В мире викингов невозможно было силой ускорить полную победу христианства. Под давлением внешнего принуждения, подобно тому, как это было в Норвегии при двух Олавах, люди только притворились бы верующими, но в сердце упорно продолжали бы цепляться за убеждения своих отцов. Так. Олав сын Трюггви, взойдя на престол, «потребовал, чтобы все люди приняли крещение, а тех. кто противился, он подвергал жестоким наказаниям, некоторых убивал, других велел покалечить, а еще других изгонял из страны».[161]161
Сага об Олаве сыне Трюггви. Пер. М. И. Стеблин-Каменского // Круг земной. М., 1995. С. 133.
[Закрыть] Неудивительно, что он был сметен той самой волной, которую вызвал. Олав. крещенный на островах Силли и прошедший обряд конфирмации в Англии, показал, как он понимает свою новую веру, еще до того, как он покинул Британские острова: он насильно обратил в христианство ярла Сигурда и забрал с собой его сына. Но поведение Сигурда, вскоре вернувшегося к своим старым убеждениям, показало ценность подобных методов.
Когда норманны имели возможность выбирать сами, а не под угрозой меча у своего горла, они нередко находили особую привлекательность в религии «Белого Христа». Христос был Победителем, сумевшим одолеть в открытом бою самого Тора, и, более того, мог оказать людям такую поддержку, на которую никогда не был способен даже Тор.

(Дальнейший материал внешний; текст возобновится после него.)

impl ScoringRun<'_> {
    async fn set_resolved(&self, record: CompanyRecord) {
        *self.resolved.write().await = Some(record);
    }

    async fn set_resolved_if_empty(&self, record: CompanyRecord) {
        let mut slot = self.resolved.write().await;
        if slot.is_none() {
            *slot = Some(record);
        }
    }

    async fn contract_number(&self) -> i32 {
        if self.fields.contract_number().is_some() {
            10
        } else {
            0
        }
    }

    async fn company_number(&self) -> i32 {
        let Some(number) = self.fields.company_number() else {
            return 0;
        };

        let cached = match self.store.get_company_by_number(number).await {
            Ok(record) => record,
            Err(e) => {
                warn!("cache lookup failed for {number}: {e}");
                None
            }
        };

        if let Some(record) = &cached {
            if record.is_active() && record.is_fresh(self.cache_ttl, Utc::now()) {
                self.set_resolved(record.clone()).await;
                return 30;
            }
        }

        match self.registry.company_profile(number).await {
            RegistryOutcome::Found(profile) => {
                let score = if profile.is_active() { 30 } else { 0 };
                let record = self.record_from_profile(number, &profile, score);
                self.set_resolved(record.clone()).await;
                if let Err(e) = self.store.upsert_company(record).await {
                    warn!("cache upsert failed for {number}: {e}");
                }
                score
            }
            RegistryOutcome::NotFound => {
                if cached.is_some() {
                    if let Err(e) = self.store.delete_company_by_number(number).await {
                        warn!("stale cache eviction failed for {number}: {e}");
                    }
                }
                0
            }
            outcome => {
                debug!("registry degraded for {number}: {outcome:?}");
                // A previously cached active record is still worth
                // partial credit when the registry is unreachable.
                match cached {
                    Some(record) => {
                        let score = if record.is_active() { 20 } else { 0 };
                        self.set_resolved(record).await;
                        score
                    }
                    None => 0,
                }
            }
        }
    }

    async fn company_name(&self) -> i32 {
        let Some(name) = self.fields.company_name() else {
            return 0;
        };

        let local = match self.store.get_companies_by_name(name).await {
            Ok(records) => records,
            Err(e) => {
                warn!("cache name lookup failed: {e}");
                Vec::new()
            }
        };
        if let Some(active) = local.into_iter().find(CompanyRecord::is_active) {
            self.set_resolved_if_empty(active).await;
            return 30;
        }

        let results = match self.registry.search_companies(name).await {
            RegistryOutcome::Found(results) => results,
            outcome => {
                debug!("company search degraded: {outcome:?}");
                return 0;
            }
        };
        if !results.items.iter().any(|item| item.is_active()) {
            return 0;
        }

        let exact = results
            .items
            .iter()
            .find(|item| item.is_active() && item.title.to_lowercase() == name.to_lowercase());
        if let Some(hit) = exact {
            if let Some(profile) = self
                .registry
                .company_profile(&hit.company_number)
                .await
                .found()
            {
                let record = self.record_from_profile(&hit.company_number, &profile, 30);
                self.set_resolved(record.clone()).await;
                if let Err(e) = self.store.upsert_company(record).await {
                    warn!("cache upsert failed for {}: {e}", hit.company_number);
                }
            }
        }
        30
    }

    async fn registered_address(&self) -> i32 {
        let Some(addr) = self.fields.registered_address() else {
            return 0;
        };
        let addr = addr.to_lowercase();

        if let Some(record) = self.resolved.read().await.as_ref() {
            let record_addr = record
                .registered_address
                .as_deref()
                .unwrap_or_default()
                .to_lowercase();
            return if !record_addr.is_empty() && substring_match(&addr, &record_addr) {
                10
            } else {
                -10
            };
        }

        let Some(number) = self.fields.company_number() else {
            return 0;
        };
        match self.registry.company_profile(number).await {
            RegistryOutcome::Found(profile) => {
                let record_addr = profile.formatted_address().to_lowercase();
                if !record_addr.is_empty() && substring_match(&addr, &record_addr) {
                    10
                } else {
                    -10
                }
            }
            outcome => {
                debug!("address lookup degraded for {number}: {outcome:?}");
                0
            }
        }
    }

    async fn contact_details(&self) -> i32 {
        let Some(contact) = self.fields.contact_details() else {
            return -10;
        };

        let rules = patterns();
        let emails: Vec<&str> = rules.email.find_iter(contact).map(|m| m.as_str()).collect();
        let phones: Vec<&str> = rules.phone.find_iter(contact).map(|m| m.as_str()).collect();
        if emails.is_empty() && phones.is_empty() {
            return -10;
        }

        let phone_score = if phones.iter().any(|p| is_valid_uk_phone(p)) {
            5
        } else {
            0
        };

        let company_lower = self.fields.company_name().unwrap_or_default().to_lowercase();
        let person_lower = self
            .fields
            .responsible_person()
            .unwrap_or_default()
            .to_lowercase();

        let mut email_score = 0;
        for email in emails {
            let Some((local_part, domain)) = email.split_once('@') else {
                continue;
            };
            let domain = domain.to_lowercase();
            let deliverable = self.probe.has_mx_records(&domain).await
                && self.probe.domain_resolves(&domain).await;
            if !deliverable {
                email_score = -5;
                continue;
            }

            email_score = 5;
            if domain_matches_company(&domain, &company_lower) {
                email_score += 5;
            }
            let local_part = local_part.to_lowercase();
            if !person_lower.is_empty()
                && (person_lower.contains(&local_part)
                    || person_lower
                        .split_whitespace()
                        .any(|word| local_part.contains(word)))
            {
                email_score += 5;
            }
            break;
        }

        (phone_score + email_score).clamp(-10, 10)
    }

    async fn suspicious_phrases(&self) -> i32 {
        let haystack = self.fields.concatenated().to_lowercase();
        let mut score = if SUSPICIOUS_PHRASES.iter().any(|p| haystack.contains(p)) {
            -20
        } else {
            0
        };

        match self
            .store
            .find_suspicious(self.fields.company_number(), self.fields.company_name())
            .await
        {
            Ok(Some(entry)) => {
                debug!("suspicious-company hit: {}", entry.company_name);
                score -= 20;
            }
            Ok(None) => {}
            Err(e) => warn!("suspicious-company lookup failed: {e}"),
        }
        score
    }

    async fn text_style(&self) -> i32 {
        match self.fields.text_style() {
            Some("professional") => 10,
            Some("template-like") => 0,
            _ => -10,
        }
    }

    async fn website_domain(&self) -> i32 {
        let Some(raw) = self.fields.website_domain() else {
            return -10;
        };
        let domain = patterns().scheme_prefix.replace(raw, "");
        let domain = domain.trim_matches('/');
        if domain.is_empty() {
            return -10;
        }

        let company_lower = self.fields.company_name().unwrap_or_default().to_lowercase();
        let exists = self.probe.domain_resolves(domain).await;
        if exists && domain_matches_company(domain, &company_lower) {
            10
        } else {
            -10
        }
    }

    async fn responsible_person(&self) -> i32 {
        let Some(name) = self.fields.responsible_person() else {
            return 0;
        };
        // Without a company number there is nothing to disprove the name
        // against, so it gets the benefit of the doubt.
        let Some(number) = self.fields.company_number() else {
            return 10;
        };

        match self.registry.company_officers(number).await {
            RegistryOutcome::Found(officers) => {
                let name_lower = name.to_lowercase();
                let serving_match = officers
                    .items
                    .iter()
                    .any(|o| o.is_serving() && o.name.to_lowercase().contains(&name_lower));
                if serving_match {
                    10
                } else {
                    0
                }
            }
            outcome => {
                debug!("officer lookup degraded for {number}: {outcome:?}");
                10
            }
        }
    }

    async fn contract_date(&self) -> i32 {
        let Some(raw) = self.fields.contract_date() else {
            return 0;
        };
        let parsed = DATE_FORMATS
            .iter()
            .find_map(|fmt| NaiveDate::parse_from_str(raw, fmt).ok());
        match parsed {
            Some(date) => {
                let age_days = (Local::now().date_naive() - date).num_days();
                if (0..=30).contains(&age_days) {
                    10
                } else {
                    -10
                }
            }
            None => 0,
        }
    }

    async fn data_match_bonus(&self) -> i32 {
        let slot = self.resolved.read().await;
        let Some(record) = slot.as_ref() else {
            return 0;
        };

        let mut bonus = 0;
        if let Some(name) = self.fields.company_name() {
            if name.to_lowercase() == record.name.to_lowercase() {
                bonus += 10;
            }
        }
        if let Some(addr) = self.fields.registered_address() {
            let addr = addr.to_lowercase();
            let record_addr = record
                .registered_address
                .as_deref()
                .unwrap_or_default()
                .to_lowercase();
            if substring_match(&addr, &record_addr) {
                bonus += 10;
            }
        }
        bonus
    }

    fn record_from_profile(
        &self,
        number: &str,
        profile: &CompanyProfile,
        score: i32,
    ) -> CompanyRecord {
        let address = profile.formatted_address();
        CompanyRecord {
            name: profile.company_name.clone(),
            company_number: number.to_string(),
            registered_address: (!address.is_empty()).then_some(address),
            status: CompanyStatus::parse(&profile.company_status),
            score,
            website_domain: self.fields.website_domain().map(str::to_string),
            last_updated: Utc::now(),
        }
    }
}
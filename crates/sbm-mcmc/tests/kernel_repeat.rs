use sbm_core::RngHandle;
use sbm_graph::gen_erdos_renyi;
use sbm_mcmc::{run, sweep, sweep_nested, SweepOpts};
use sbm_state::{BlockState, BlockStateOpts, EntropyArgs, NestedBlockState};

fn build_state(seed: u64) -> BlockState {
    let mut rng = RngHandle::from_seed(seed);
    let graph = gen_erdos_renyi(30, 0.15, false, &mut rng).unwrap();
    let b: Vec<usize> = (0..30).map(|_| rng.below(4)).collect();
    BlockState::new(graph, b, BlockStateOpts::default()).unwrap()
}

#[test]
fn sweeps_replay_identically_under_the_same_seed() {
    let opts = SweepOpts::default();

    let mut state_a = build_state(123);
    let mut rng_a = RngHandle::from_seed(7);
    let result_a = sweep(&mut state_a, &opts, &mut rng_a).unwrap();

    let mut state_b = build_state(123);
    let mut rng_b = RngHandle::from_seed(7);
    let result_b = sweep(&mut state_b, &opts, &mut rng_b).unwrap();

    assert_eq!(result_a, result_b);
    assert_eq!(state_a.partition_hash(), state_b.partition_hash());
}

#[test]
fn different_seeds_explore_differently() {
    let opts = SweepOpts {
        niter: 3,
        ..SweepOpts::default()
    };
    let mut state_a = build_state(123);
    let mut state_b = build_state(123);
    let mut rng_a = RngHandle::from_seed(1);
    let mut rng_b = RngHandle::from_seed(2);
    sweep(&mut state_a, &opts, &mut rng_a).unwrap();
    sweep(&mut state_b, &opts, &mut rng_b).unwrap();
    // Not a strict guarantee, but with three passes over thirty vertices a
    // collision would indicate a seeding bug.
    assert_ne!(state_a.partition_hash(), state_b.partition_hash());
}

#[test]
fn runs_replay_identically_from_the_master_seed() {
    let opts = SweepOpts::default();
    let mut state_a = build_state(42);
    let summary_a = run(&mut state_a, &opts, 8, 2024).unwrap();
    let mut state_b = build_state(42);
    let summary_b = run(&mut state_b, &opts, 8, 2024).unwrap();

    assert_eq!(summary_a, summary_b);
    assert_eq!(summary_a.recorder.samples().len(), 8);
    assert_eq!(summary_a.final_hash, state_a.partition_hash());
    // Entropy samples are the actual description lengths along the way.
    let last = summary_a.recorder.samples().last().unwrap();
    assert_eq!(last.entropy, summary_a.final_entropy);
    assert!(summary_a.recorder.best_entropy().unwrap() <= last.entropy + 1e-12);
}

#[test]
fn nested_sweeps_preserve_the_hierarchy_invariants() {
    let base = build_state(321);
    let upper: Vec<usize> = (0..base.num_blocks()).map(|r| r % 2).collect();
    let mut nested =
        NestedBlockState::new(base, &[upper], &[EntropyArgs::default()]).unwrap();
    let mut rng = RngHandle::from_seed(11);
    let opts = SweepOpts {
        niter: 5,
        ..SweepOpts::default()
    };
    let result = sweep_nested(&mut nested, &opts, &mut rng).unwrap();
    assert!(result.proposed > 0);
    assert!(nested.check_consistency());

    // Replaying with the same seeds reproduces the whole stack.
    let base = build_state(321);
    let upper: Vec<usize> = (0..base.num_blocks()).map(|r| r % 2).collect();
    let mut replay = NestedBlockState::new(base, &[upper], &[EntropyArgs::default()]).unwrap();
    let mut rng = RngHandle::from_seed(11);
    let replay_result = sweep_nested(&mut replay, &opts, &mut rng).unwrap();
    assert_eq!(result, replay_result);
    assert_eq!(nested.partition_hash(), replay.partition_hash());
}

В Британии мы встречаемся с удивительным обстоятельством: с атмосферой взаимной терпимости между новообращенными и их соплеменниками. Крещеный люд спокойно жил по преимуществу в языческом племени. Например, в большой семье Кетиля Плосконосого, стойкого приверженца старины, только один его сын не оставил традиционную веру. А дочь Кетиля Плосконосого Ауд Многомудрая вышла замуж за языческого короля Дублина Олава Белого. Более того, Ауд, овдовев, но оставшись стойкой христианкой, отправилась в известную своим язычеством общину Исландии. Там после ее смерти она и была похоронена – руками язычников – на берегу меж линией прилива и линией отлива, чтобы ее тело не лежало в неосвященной земле.
Крещение в глазах норманнов вовсе не обязательно означало полное отречение от прошлого. Требовать этого – значило требовать от них слишком многого. Людям понадобилось время – около столетия, – чтобы система их мировоззрения избавилась от особенностей, характерных для язычества. Было допустимо сочетание двух вер. Возьмем, например, Хельги Тощего, зятя Кетиля: «Он верил в Христа, но молился Тору за успешные плавания или смелые деяния». Другой норманн из Ирландии, например, серьезно верил в Христа, но «молился Тору за свои поездки и перед всяким делом, которое он считал важным».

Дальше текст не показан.